Local L2-bounded commuting projections using discrete local problems on Alfeld splits
Alexandre Ern, Johnny Guzman, Pratyush Potu, Martin Vohralik
TL;DR
This work resolves the absence of fully established local $L^2$-stable commuting projections in FEEC by introducing fully discrete local weight functions based on the Alfeld split and proving constructive discrete Poincaré inequalities on extended stars. The authors construct a hierarchy of local weights $\mathsf{Z}_p^l(\sigma)$ that link to canonical degrees of freedom and to the differential operators via incidence numbers, enabling local $L^2$-bounded commuting projections for all polynomial degrees.
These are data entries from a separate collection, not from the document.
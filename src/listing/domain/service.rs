use std::collections::HashMap;
use async_trait::async_trait;
use chrono::Utc;
use tracing::log::warn;
use crate::books::domain::Book;
use crate::books::domain::model::BookEntity;
use crate::books::dto::BookDto;
use crate::books::repository::BookRepository;
use crate::core::domain::Configuration;
use crate::core::exchange::{BookStatus, ExchangeError, ExchangeResult, UserRole};
use crate::gateway::images::{ImageFile, ImageStore, StoredImage};
use crate::listing::domain::{ListingFields, ListingService, SearchFilters};
use crate::users::domain::model::UserEntity;
use crate::users::dto::OwnerDto;
use crate::users::repository::UserRepository;

pub(crate) struct ListingServiceImpl {
    book_repository: Box<dyn BookRepository>,
    user_repository: Box<dyn UserRepository>,
    image_store: Box<dyn ImageStore>,
}

impl ListingServiceImpl {
    pub(crate) fn new(_config: &Configuration, book_repository: Box<dyn BookRepository>,
                      user_repository: Box<dyn UserRepository>,
                      image_store: Box<dyn ImageStore>) -> Self {
        Self {
            book_repository,
            user_repository,
            image_store,
        }
    }

    // The caller must resolve to an existing account holding the Owner role.
    // A missing account maps to access-denied rather than not-found so the
    // response does not reveal which ids exist.
    async fn authorize_owner(&self, owner_id: &str) -> ExchangeResult<UserEntity> {
        if owner_id.is_empty() {
            return Err(ExchangeError::validation("owner id is required", None));
        }
        let owner = match self.user_repository.get(owner_id).await {
            Ok(user) => user,
            Err(ExchangeError::NotFound { .. }) => {
                return Err(ExchangeError::access_denied(
                    format!("user {} not found or not authorized", owner_id).as_str(), None));
            }
            Err(err) => {
                return Err(err);
            }
        };
        if owner.role != UserRole::Owner {
            return Err(ExchangeError::access_denied(
                format!("user {} is not an owner", owner_id).as_str(), None));
        }
        Ok(owner)
    }

    // Loads the book and verifies the caller is its owner by strict string
    // equality against the stored owner id.
    async fn owned_book(&self, book_id: &str, owner_id: &str) -> ExchangeResult<BookEntity> {
        if owner_id.is_empty() {
            return Err(ExchangeError::validation("owner id is required", None));
        }
        let book = self.book_repository.get(book_id).await?;
        if !book.owned_by(owner_id) {
            return Err(ExchangeError::access_denied(
                format!("user {} is not authorized to manage book {}", owner_id, book_id).as_str(), None));
        }
        Ok(book)
    }

    // Best-effort deletion; the remote store is not authoritative, so failures
    // are logged and never escalated to the caller.
    async fn destroy_image(&self, image_id: &str) {
        if let Err(err) = self.image_store.destroy(image_id).await {
            warn!("failed to delete image {}: {}", image_id, err);
        }
    }

    async fn owner_summary(&self, owner_id: &str) -> ExchangeResult<Option<OwnerDto>> {
        match self.user_repository.get(owner_id).await {
            Ok(user) => Ok(Some(OwnerDto::from(&user))),
            // the account may have been removed since the listing was created
            Err(ExchangeError::NotFound { .. }) => Ok(None),
            Err(err) => Err(err),
        }
    }

    async fn enrich(&self, book: &BookEntity) -> ExchangeResult<BookDto> {
        let mut dto = BookDto::from(book);
        dto.owner = self.owner_summary(book.owner_id.as_str()).await?;
        Ok(dto)
    }

    async fn enrich_all(&self, books: Vec<BookEntity>) -> ExchangeResult<Vec<BookDto>> {
        let mut owners: HashMap<String, Option<OwnerDto>> = HashMap::new();
        let mut records = Vec::with_capacity(books.len());
        for book in &books {
            if !owners.contains_key(book.owner_id.as_str()) {
                let summary = self.owner_summary(book.owner_id.as_str()).await?;
                owners.insert(book.owner_id.to_string(), summary);
            }
            let mut dto = BookDto::from(book);
            dto.owner = owners.get(book.owner_id.as_str()).cloned().flatten();
            records.push(dto);
        }
        Ok(records)
    }
}

fn required_field<'a>(name: &str, value: &'a Option<String>) -> ExchangeResult<&'a str> {
    match value {
        Some(val) if !val.is_empty() => Ok(val.as_str()),
        _ => Err(ExchangeError::validation(format!("{} is required", name).as_str(), None)),
    }
}

fn non_empty(value: &Option<String>) -> Option<&str> {
    value.as_deref().filter(|val| !val.is_empty())
}

// Partial update by omission: only non-empty inputs replace stored values.
fn merge_fields(book: &mut BookEntity, fields: &ListingFields) {
    if let Some(title) = non_empty(&fields.title) {
        book.title = title.to_string();
    }
    if let Some(author) = non_empty(&fields.author) {
        book.author = author.to_string();
    }
    if let Some(genre) = non_empty(&fields.genre) {
        book.genre = Some(genre.to_string());
    }
    if let Some(location) = non_empty(&fields.location) {
        book.location = location.to_string();
    }
    if let Some(contact) = non_empty(&fields.contact) {
        book.contact = contact.to_string();
    }
}

#[async_trait]
impl ListingService for ListingServiceImpl {
    async fn search(&self, filters: &SearchFilters) -> ExchangeResult<Vec<BookDto>> {
        let books = self.book_repository.search(
            filters.title.as_deref(), filters.location.as_deref()).await?;
        self.enrich_all(books).await
    }

    async fn find_by_owner(&self, owner_id: &str) -> ExchangeResult<Vec<BookDto>> {
        let books = self.book_repository.find_by_owner_id(owner_id).await?;
        self.enrich_all(books).await
    }

    // validate, authorize, upload, persist; the only compensation left is the
    // uploaded image when the persist step fails
    async fn add_listing(&self, owner_id: &str, fields: &ListingFields,
                         image: Option<&ImageFile>) -> ExchangeResult<BookDto> {
        let owner = self.authorize_owner(owner_id).await?;
        let title = required_field("title", &fields.title)?;
        let author = required_field("author", &fields.author)?;
        let location = required_field("location", &fields.location)?;
        let contact = required_field("contact", &fields.contact)?;

        let uploaded = match image {
            Some(file) => Some(self.image_store.upload(file).await?),
            None => None,
        };
        let mut book = BookEntity::new(title, author, location, contact, owner.user_id.as_str());
        book.genre = non_empty(&fields.genre).map(str::to_string);
        if let Some(stored) = &uploaded {
            book.image_url = Some(stored.url.to_string());
            book.image_id = Some(stored.image_id.to_string());
        }
        if let Err(err) = self.book_repository.create(&book).await {
            // no orphaned upload: undo the image before surfacing the error
            if let Some(stored) = &uploaded {
                self.destroy_image(stored.image_id.as_str()).await;
            }
            return Err(err);
        }
        let mut dto = BookDto::from(&book);
        dto.owner = Some(OwnerDto::from(&owner));
        Ok(dto)
    }

    async fn update_listing(&self, book_id: &str, owner_id: &str, fields: &ListingFields,
                            image: Option<&ImageFile>) -> ExchangeResult<BookDto> {
        let mut book = self.owned_book(book_id, owner_id).await?;
        let mut uploaded: Option<StoredImage> = None;
        if let Some(file) = image {
            let stored = self.image_store.upload(file).await?;
            if let Some(previous) = book.image_id.clone() {
                self.destroy_image(previous.as_str()).await;
            }
            book.image_url = Some(stored.url.to_string());
            book.image_id = Some(stored.image_id.to_string());
            uploaded = Some(stored);
        }
        merge_fields(&mut book, fields);
        book.updated_at = Utc::now().naive_utc();
        if let Err(err) = self.book_repository.update(&book).await {
            if let Some(stored) = &uploaded {
                self.destroy_image(stored.image_id.as_str()).await;
            }
            return Err(err);
        }
        self.enrich(&book).await
    }

    async fn update_status(&self, book_id: &str, owner_id: &str, status: BookStatus) -> ExchangeResult<BookDto> {
        let mut book = self.owned_book(book_id, owner_id).await?;
        book.status = status;
        book.updated_at = Utc::now().naive_utc();
        self.book_repository.update(&book).await?;
        self.enrich(&book).await
    }

    async fn remove_listing(&self, book_id: &str, owner_id: &str) -> ExchangeResult<()> {
        let book = self.owned_book(book_id, owner_id).await?;
        // record deletion is never blocked by storage-provider flakiness
        if let Some(image_id) = &book.image_id {
            self.destroy_image(image_id.as_str()).await;
        }
        self.book_repository.delete(book.book_id.as_str()).await.map(|_| ())
    }
}

impl From<&BookEntity> for BookDto {
    fn from(other: &BookEntity) -> Self {
        Self {
            book_id: other.book_id.to_string(),
            title: other.title.to_string(),
            author: other.author.to_string(),
            genre: other.genre.clone(),
            location: other.location.to_string(),
            contact: other.contact.to_string(),
            image_url: other.image_url.clone(),
            image_id: other.image_id.clone(),
            status: other.status,
            owner_id: other.owner_id.to_string(),
            owner: None,
            created_at: other.created_at,
            updated_at: other.updated_at,
        }
    }
}

impl From<&UserEntity> for OwnerDto {
    fn from(other: &UserEntity) -> Self {
        Self {
            user_id: other.user_id.to_string(),
            name: other.name.to_string(),
            email: other.email.to_string(),
        }
    }
}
A key novelty is extending the construction to preserve homogeneous boundary conditions on a subset $\Gamma$ of $\partial\Omega$, with corresponding boundary-prescribing weight functions and projections. The results provide a robust theoretical foundation for stability and error analysis in FEEC-based primal and mixed formulations, with potential impact on eigenvalue problems and PDE discretizations requiring local, boundary-aware projections.
Abstract
We construct projections onto the classical finite element spaces based on Lagrange, Nédélec, Raviart-Thomas, and discontinuous elements on shape-regular simplicial meshes. Our projections are defined locally, are bounded in the L2-norm, and commute with the corresponding differential operators. Such projections are a fundamental tool in finite element stability and error analysis. Moreover, to the best of our knowledge, the present construction is the first in the literature where local $L^2$-stability is fully established. The cornerstone of our construction are local weight functions which are piecewise polynomials built using the Alfeld split of local patches from the original simplicial mesh. This way, the L2-stability of the projections is established by invoking discrete Poincaré inequalities on these local stars, for which we provide here an original, constructive proof. Another important novelty is that we extend the construction of the projections so as to preserve homogeneous boundary conditions on a subset of the domain boundary. Altogether, the material is presented using the language of vector calculus, and links to the formalism of finite element exterior calculus are provided.